"Text mining from Excel file and Split validation"
hi.
thanks to my teacher I've entered the fantastic world of Rapidminer. I love it, even though Im still a newbie.
Im trying to proceed with a text classification modeling starting with an Excel file with two columns:
Column1 Column2
ROW 1 attribute (text) Label(binomial: simply 0 for negative review and 1 for positive review)
up till now we only work with positive reviews in Txt stored in a folder and negative reviews in Txt stored in another folder, we defined the two of them as positive class and negative class.
I've tried to proceed like this with Read Excel - Process Documents (Tokenize, remove stopwords and case) - Validation (training with SVM + Applay model and Performance)
I've used Nominal to numerical to avoid SVM capacity problems, but as a result I get only the rooted mean square error, in the Performance vector.
I was looking for the Accuracy of my model instead... sorry for the bad question, I hope somenody can help.
Can I use a txt file as an alternative? see attached file.
thanks a lot in advance
Answers
Hi @federico_schiro,
Have you try to use Performance (Classification) or Performance (Binominal Classification) operators
as Performance operator ?
Regards,
Lionel
thanks a lot, I got what I was looking for. wow.
Do you think its likely to get a better accuracy if I work with more reviews as corpus? I have 2000 more reviews (from Amazon and iMdb)
with the Yelp reviews I have 56%
thanks a lot. it works.
I have a question regarding the degree of accuracy. I got 56% here. Is it possible to raise it by adding more reviews in my corpus?
Hopefully the other reviews wont make it worse. do you think it makes sense to work with 2000more reviews from 2 different platforms or would that make things worse?
Thanks a lot again
There's a lots of ways to possibly improve your classification results. Some right off the bat that could help is pruning, n_grams, and filtering low character words. You might want to review how you tokenize the words too. If you have lots of numbers in the corpus, the default tokenization paramater of 'non letters' will wipe those out.
Next you can use another algo, like Linear SVM or Deep Learning.

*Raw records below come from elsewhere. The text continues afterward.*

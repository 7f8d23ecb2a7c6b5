//! Document corpus: loading, chunking, embedding, and the persisted vector index.

mod contacts;
mod loader;
pub(crate) mod store;

pub use contacts::{CONTACTS_SOURCE, contacts_document};
pub use loader::{load_documents, split_documents};
pub use store::{EmbeddingRetriever, RetrievedDoc, Retriever, VectorStore};

use std::path::Path;

use futures::stream::{self, StreamExt, TryStreamExt};
use tracing::info;

use crate::openai::{Embedder, OpenAiError};
use store::StoredChunk;

pub const CHUNK_SIZE: usize = 1000;
pub const CHUNK_OVERLAP: usize = 200;
const EMBED_BATCH: usize = 64;
const EMBED_CONCURRENCY: usize = 4;

#[derive(Debug, thiserror::Error)]
pub enum CorpusError {
    #[error("{0}")]
    NotFound(String),

    #[error("invalid file pattern: {0}")]
    Pattern(#[from] globset::Error),

    #[error("chunking failed: {0}")]
    Chunking(String),

    #[error("embedding failed: {0}")]
    Embedding(#[from] OpenAiError),

    #[error("I/O error: {0}")]
    Io(#[from] std::io::Error),

    #[error("malformed vector store: {0}")]
    Json(#[from] serde_json::Error),
}

#[derive(Debug, Clone, PartialEq)]
pub struct Document {
    pub content: String,
    pub source: String,
    pub file_path: String,
}

/// Loads the corpus plus the contact sheet, chunks it, and embeds every chunk.
pub async fn build_index(
    embedder: &(impl Embedder + Sync),
    docs_dir: &Path,
    embedding_model: &str,
) -> Result<VectorStore, CorpusError> {
    let mut documents = load_documents(docs_dir)?;
    documents.push(contacts_document());
    let chunks = split_documents(&documents, CHUNK_SIZE, CHUNK_OVERLAP)?;

    let batches: Vec<Vec<Document>> = chunks.chunks(EMBED_BATCH).map(<[_]>::to_vec).collect();
    let embedded: Vec<Vec<StoredChunk>> = stream::iter(batches)
        .map(|batch| async move {
            let texts: Vec<String> = batch.iter().map(|d| d.content.clone()).collect();
            let vectors = embedder.embed(&texts).await?;
            Ok::<_, CorpusError>(
                batch
                    .into_iter()
                    .zip(vectors)
                    .map(|(doc, embedding)| StoredChunk {
                        content: doc.content,
                        source: doc.source,
                        file_path: doc.file_path,
                        embedding,
                    })
                    .collect(),
            )
        })
        .buffered(EMBED_CONCURRENCY)
        .try_collect()
        .await?;

    let mut store = VectorStore::new(embedding_model);
    store.chunks = embedded.into_iter().flatten().collect();
    info!(chunks = store.len(), model = embedding_model, "vector store built");
    Ok(store)
}

/// Opens the persisted index, building and saving it first when it is missing
/// or `force` is set.
pub async fn open_or_build(
    embedder: &(impl Embedder + Sync),
    docs_dir: &Path,
    store_path: &Path,
    embedding_model: &str,
    force: bool,
) -> Result<VectorStore, CorpusError> {
    if !force {
        match VectorStore::load(store_path) {
            Ok(store) => {
                info!(path = %store_path.display(), chunks = store.len(), "using existing vector store");
                return Ok(store);
            }
            Err(CorpusError::NotFound(_)) => {
                info!(path = %store_path.display(), "no vector store yet, processing documents");
            }
            Err(e) => return Err(e),
        }
    }

    let store = build_index(embedder, docs_dir, embedding_model).await?;
    store.save(store_path)?;
    Ok(store)
}
use std::fmt;

use serde::{Deserialize, Serialize};

#[derive(Debug, Clone, Copy, PartialEq, Eq, Serialize, Deserialize, clap::ValueEnum)]
#[serde(rename_all = "lowercase")]
pub enum Lang {
    Chichewa,
    English,
}

impl Lang {
    /// Language name as it appears inside prompts.
    pub fn name(self) -> &'static str {
        match self {
            Lang::Chichewa => "Chichewa",
            Lang::English => "English",
        }
    }

    pub fn other(self) -> Lang {
        match self {
            Lang::Chichewa => Lang::English,
            Lang::English => Lang::Chichewa,
        }
    }
}

impl fmt::Display for Lang {
    fn fmt(&self, f: &mut fmt::Formatter<'_>) -> fmt::Result {
        f.write_str(match self {
            Lang::Chichewa => "chichewa",
            Lang::English => "english",
        })
    }
}

/// Common Chichewa function words, greetings, question words, and banking
/// vocabulary that do not collide with English words.
const CHICHEWA_WORDS: &[&str] = &[
    "moni", "muli", "bwanji", "bwino", "kodi", "ndi", "za", "wa", "ya", "cha", "ku", "mu",
    "pa", "kuti", "komanso", "kapena", "ngati", "chifukwa", "ndiye", "zomwe", "chiyani",
    "chani", "zingati", "angati", "liti", "uti", "ndani", "nanga", "ndiuzeni",
    "ndikufuna", "kudziwa", "zambiri", "nkhani", "nkhaniyi", "iyi", "ili", "ine", "inu",
    "ife", "iwo", "zikomo", "chonde", "pepani", "eya", "ayi", "lero", "dzulo", "mawa",
    "masewera", "anthu", "ubwino", "zofunikira", "mtengo", "phindu", "ndalama", "ngongole",
    "wawa", "zikuyenda", "mungathe", "ndingathe", "ndingatsegule",
];

/// Verb prefixes that mark Chichewa inflection (e.g. "ndikufuna", "anakhudzidwa").
const CHICHEWA_PREFIXES: &[&str] = &["ndiku", "ndima", "ndina", "mukufu", "anakh", "ikukh", "zikuy"];

/// Minimum share of marker words for a text to count as Chichewa.
const MARKER_RATIO: f32 = 0.25;

/// Best-effort language detection without a model call.
///
/// Text is Chichewa when at least a quarter of its words are known Chichewa
/// markers; anything else, including empty input, is English.
pub fn detect_language(text: &str) -> Lang {
    let words: Vec<String> = text
        .split(|c: char| !c.is_alphabetic() && c != '\'')
        .filter(|w| !w.is_empty())
        .map(|w| w.to_lowercase())
        .collect();

    if words.is_empty() {
        return Lang::English;
    }

    let markers = words.iter().filter(|w| is_chichewa_marker(w)).count();
    if markers > 0 && markers as f32 / words.len() as f32 >= MARKER_RATIO {
        Lang::Chichewa
    } else {
        Lang::English
    }
}

fn is_chichewa_marker(word: &str) -> bool {
    let word = word.rsplit('\'').next().unwrap_or(word);
    CHICHEWA_WORDS.contains(&word) || CHICHEWA_PREFIXES.iter().any(|p| word.starts_with(p))
}
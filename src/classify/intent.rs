use std::fmt;

use serde::Serialize;

/// Which aspect of a product a question is about.
#[derive(Debug, Clone, Copy, PartialEq, Eq, Serialize)]
#[serde(rename_all = "lowercase")]
pub enum QueryIntent {
    Benefits,
    Requirements,
    Fees,
    Features,
    General,
}

impl QueryIntent {
    pub fn as_str(self) -> &'static str {
        match self {
            QueryIntent::Benefits => "benefits",
            QueryIntent::Requirements => "requirements",
            QueryIntent::Fees => "fees",
            QueryIntent::Features => "features",
            QueryIntent::General => "general",
        }
    }
}

impl fmt::Display for QueryIntent {
    fn fmt(&self, f: &mut fmt::Formatter<'_>) -> fmt::Result {
        f.write_str(self.as_str())
    }
}

// Checked in order; the first group with a hit wins.
const INTENT_KEYWORDS: &[(QueryIntent, &[&str])] = &[
    (
        QueryIntent::Benefits,
        &["benefit", "advantage", "ubwino", "why choose", "what do i get"],
    ),
    (
        QueryIntent::Requirements,
        &["requirement", "eligibility", "zofunikira", "qualify", "need to", "criteria"],
    ),
    (
        QueryIntent::Fees,
        &["fee", "cost", "charge", "price", "mtengo", "phindu", "interest rate", "how much"],
    ),
    (
        QueryIntent::Features,
        &["how does", "how to use", "functionality", "works", "feature"],
    ),
];

pub fn detect_intent(query: &str) -> QueryIntent {
    let lower = query.to_lowercase();
    INTENT_KEYWORDS
        .iter()
        .find(|(_, words)| words.iter().any(|w| lower.contains(w)))
        .map(|(intent, _)| *intent)
        .unwrap_or(QueryIntent::General)
}

// Longer mentions first so "amayi angathe" wins over "amayi".
const PRODUCT_MENTIONS: &[(&str, &str)] = &[
    ("amayi angathe", "amayi_angathe"),
    ("amayi", "amayi_angathe"),
    ("mlimi", "mlimi"),
    ("farmer", "mlimi"),
    ("agricultural", "mlimi"),
];

/// Knowledge-base key of the product the query mentions, if any.
pub fn extract_product(query: &str) -> Option<&'static str> {
    let lower = query.to_lowercase();
    PRODUCT_MENTIONS
        .iter()
        .find(|(mention, _)| lower.contains(mention))
        .map(|(_, key)| *key)
}
use std::collections::VecDeque;
use std::sync::{Arc, Mutex};

use super::client::{ChatModel, Embedder, OpenAiError};
use super::types::ChatRequest;

/// Chat model that replays scripted replies in order and records every request.
#[derive(Clone, Default)]
pub struct ScriptedChat {
    responses: Arc<Mutex<VecDeque<Result<String, OpenAiError>>>>,
    requests: Arc<Mutex<Vec<ChatRequest>>>,
}

impl ScriptedChat {
    pub fn replies(replies: &[&str]) -> Self {
        let chat = Self::default();
        for reply in replies {
            chat.push(Ok(reply.to_string()));
        }
        chat
    }

    pub fn push(&self, response: Result<String, OpenAiError>) {
        self.responses.lock().unwrap().push_back(response);
    }

    pub fn requests(&self) -> Vec<ChatRequest> {
        self.requests.lock().unwrap().clone()
    }

    /// Concatenated content of every message of the `n`th request.
    pub fn prompt(&self, n: usize) -> String {
        self.requests()[n]
            .messages
            .iter()
            .map(|m| m.content.as_str())
            .collect::<Vec<_>>()
            .join("\n")
    }
}

impl ChatModel for ScriptedChat {
    async fn complete(&self, request: &ChatRequest) -> Result<String, OpenAiError> {
        self.requests.lock().unwrap().push(request.clone());
        self.responses
            .lock()
            .unwrap()
            .pop_front()
            .unwrap_or(Err(OpenAiError::RateLimited))
    }
}

type EmbedFn = dyn Fn(&str) -> Vec<f32> + Send + Sync;

/// Embedder that maps each input through a fixed function.
#[derive(Clone)]
pub struct FnEmbedder {
    f: Arc<EmbedFn>,
    calls: Arc<Mutex<usize>>,
}

impl FnEmbedder {
    pub fn new(f: impl Fn(&str) -> Vec<f32> + Send + Sync + 'static) -> Self {
        Self {
            f: Arc::new(f),
            calls: Arc::new(Mutex::new(0)),
        }
    }

    /// Two-dimensional embedding: axis 0 counts "sport", axis 1 counts "bank".
    pub fn keywords() -> Self {
        Self::new(|text| {
            let lower = text.to_lowercase();
            vec![
                lower.matches("sport").count() as f32,
                lower.matches("bank").count() as f32,
            ]
        })
    }

    pub fn calls(&self) -> usize {
        *self.calls.lock().unwrap()
    }
}

impl Embedder for FnEmbedder {
    async fn embed(&self, inputs: &[String]) -> Result<Vec<Vec<f32>>, OpenAiError> {
        *self.calls.lock().unwrap() += 1;
        Ok(inputs.iter().map(|i| (self.f)(i)).collect())
    }
}
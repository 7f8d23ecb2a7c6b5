//! JSON chat API over axum.
//!
//! ```text
//! GET    /api/health
//! POST   /api/chat
//! GET    /api/sessions/{id}/usage
//! GET    /api/sessions/{id}/history
//! DELETE /api/sessions/{id}
//! ```

mod api;

use std::collections::HashMap;
use std::sync::Arc;
use std::time::{Duration, Instant};

use axum::Router;
use axum::routing::{delete, get, post};
use tokio::net::TcpListener;
use tokio::sync::Mutex;
use tracing::{debug, info};
use uuid::Uuid;

use crate::assistant::Assistant;
use crate::session::ChatSession;

/// Upper bound on one chat turn (translate, classify, retrieve, generate, translate).
pub const TURN_TIMEOUT: Duration = Duration::from_secs(120);

/// Sessions untouched for this long are dropped on the next session open.
pub const SESSION_IDLE_TIMEOUT: Duration = Duration::from_secs(2 * 3600);

struct SessionEntry {
    handle: Arc<Mutex<ChatSession>>,
    last_seen: Instant,
}

type Sessions = Arc<Mutex<HashMap<Uuid, SessionEntry>>>;

/// Router state. Cheap to clone; the assistant and session map are shared.
pub struct AppState<A> {
    pub assistant: Arc<A>,
    pub approach: &'static str,
    sessions: Sessions,
    turn_timeout: Duration,
    idle_timeout: Duration,
}

impl<A> Clone for AppState<A> {
    fn clone(&self) -> Self {
        Self {
            assistant: Arc::clone(&self.assistant),
            approach: self.approach,
            sessions: Arc::clone(&self.sessions),
            turn_timeout: self.turn_timeout,
            idle_timeout: self.idle_timeout,
        }
    }
}

impl<A> AppState<A> {
    pub fn new(assistant: A, approach: &'static str) -> Self {
        Self {
            assistant: Arc::new(assistant),
            approach,
            sessions: Arc::default(),
            turn_timeout: TURN_TIMEOUT,
            idle_timeout: SESSION_IDLE_TIMEOUT,
        }
    }

    #[cfg(test)]
    fn with_turn_timeout(mut self, timeout: Duration) -> Self {
        self.turn_timeout = timeout;
        self
    }

    #[cfg(test)]
    fn with_idle_timeout(mut self, timeout: Duration) -> Self {
        self.idle_timeout = timeout;
        self
    }

    async fn session(&self, id: Uuid) -> Option<Arc<Mutex<ChatSession>>> {
        let mut sessions = self.sessions.lock().await;
        let entry = sessions.get_mut(&id)?;
        entry.last_seen = Instant::now();
        Some(Arc::clone(&entry.handle))
    }

    /// Looks up `id`, or opens a new session when it is absent or unknown.
    /// Idle sessions are evicted first.
    async fn session_or_new(&self, id: Option<Uuid>) -> Arc<Mutex<ChatSession>> {
        let now = Instant::now();
        let mut sessions = self.sessions.lock().await;

        let before = sessions.len();
        sessions.retain(|_, entry| now.saturating_duration_since(entry.last_seen) < self.idle_timeout);
        if sessions.len() < before {
            debug!(evicted = before - sessions.len(), "idle sessions dropped");
        }

        if let Some(entry) = id.and_then(|id| sessions.get_mut(&id)) {
            entry.last_seen = now;
            return Arc::clone(&entry.handle);
        }
        let session = ChatSession::new();
        let id = session.id;
        info!(session = %id, "session opened");
        let handle = Arc::new(Mutex::new(session));
        sessions.insert(
            id,
            SessionEntry {
                handle: Arc::clone(&handle),
                last_seen: now,
            },
        );
        handle
    }
}

pub fn build_router<A>(state: AppState<A>) -> Router
where
    A: Assistant + Send + Sync + 'static,
{
    Router::new()
        .route("/api/health", get(api::health::<A>))
        .route("/api/chat", post(api::chat::<A>))
        .route("/api/sessions/{id}/usage", get(api::usage::<A>))
        .route("/api/sessions/{id}/history", get(api::history::<A>))
        .route("/api/sessions/{id}", delete(api::clear::<A>))
        .with_state(state)
}

pub async fn serve<A>(state: AppState<A>, bind: &str) -> std::io::Result<()>
where
    A: Assistant + Send + Sync + 'static,
{
    let listener = TcpListener::bind(bind).await?;
    info!(addr = %listener.local_addr()?, approach = state.approach, "chat API listening");

    axum::serve(listener, build_router(state))
        .with_graceful_shutdown(async {
            let _ = tokio::signal::ctrl_c().await;
        })
        .await?;

    info!("chat API shut down");
    Ok(())
}
use std::future::Future;

use serde::Serialize;

use crate::corpus::Retriever;
use crate::openai::ChatModel;
use crate::rag::RagChain;
use crate::spe::SpeChain;

/// What a chat surface shows for one turn.
#[derive(Debug, Clone, PartialEq, Serialize)]
pub struct Reply {
    pub answer: String,
    pub sources: Vec<String>,
    pub query_type: String,
}

/// A chain that can sit behind the REPL or the HTTP surface.
pub trait Assistant {
    fn reply(&self, query: &str) -> impl Future<Output = Reply> + Send;
}

impl<C, R> Assistant for RagChain<C, R>
where
    C: ChatModel + Sync,
    R: Retriever + Sync,
{
    async fn reply(&self, query: &str) -> Reply {
        let result = self.answer_query(query, false).await;
        Reply {
            answer: result.answer,
            sources: result.sources,
            query_type: result.query_type.to_string(),
        }
    }
}

impl<C: ChatModel + Sync> Assistant for SpeChain<C> {
    async fn reply(&self, query: &str) -> Reply {
        let result = self.answer_query(query).await;
        Reply {
            answer: result.answer,
            sources: Vec::new(),
            query_type: result.query_type.to_string(),
        }
    }
}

I would use them in conjuction with a Cross Validation, not Split.
fantastic. thanks a lot. you people are very supportive.
I forgot about some Stemming. Using a Stem (Porter) operator, I've got 3% more accuracy.
Do you think 3%-30% pruning is ok? or can I change it to get better?
what are the options with Tokenize? I've selected "Non words", by default
So Text processing is almost an art form as much as it is analytics, it will require some thinking from the domain expert. I don't know what the corpus is that you're trying to classify but sometimes a 3/30% pruning is right, other times 5/80 is good. The short answer is that it depends.
Of course, if you used an Optimize Parameter operator, you could tun the actual pruning percentages to find the optimal % for the best performance measure.
With respect to tokenization, I talk about that in my video here: https://www.youtube.com/watch?v=ia2iV5Ws3zo. I do a lot of Twitter mining so a hastag #datascience would be obliterated using the non-letters parameter. Whereas specify character, I could just split on ".,![]"
another question
sofar I still havent really fully understand what the blue curve here (ROC threshold) represents.
I got what the red one expresses, but what about the blue one?
(I know, my accuracy isnt that great, thats why my red curve looks like that, "cringe")
Thanks!
hi,
it represents a confidence threshold. ROC is calculated like this.
Take a confidence threshold of 0.99 and calculate TPR/FPR for this - > datapoint
Take a confidence threshold of 0.98 and calculate TPR/FPR for this -> data point
The red curve are the TPR/FPR value. The blue curve are the corresponding thresholds to get this values.
Best,
Martin
Dortmund, Germany
hi Martin and thnks for the answer..
I can understand what the ROC curve is but its with the threshold curve (Blue) that I feel confused.
I watched several videos about it, also thought so: when the Threshold is high, I have a higher TPR (coz I "accept" only high predictive probabilities = its easier to get it predicted right), whereas when the threshold is low (for instance <0.5 predictive probability) I see a higher TFR
also, I tried the TF IDF without Prune, and my Acccuracy skyrocketed!
Hi,
the threshold tells you not too much about your performances. Read it like this: If you want to get this TPR/FPR value, you need to use the blue threshold.
Does this make more sense?
Best,
Martin
Dortmund, Germany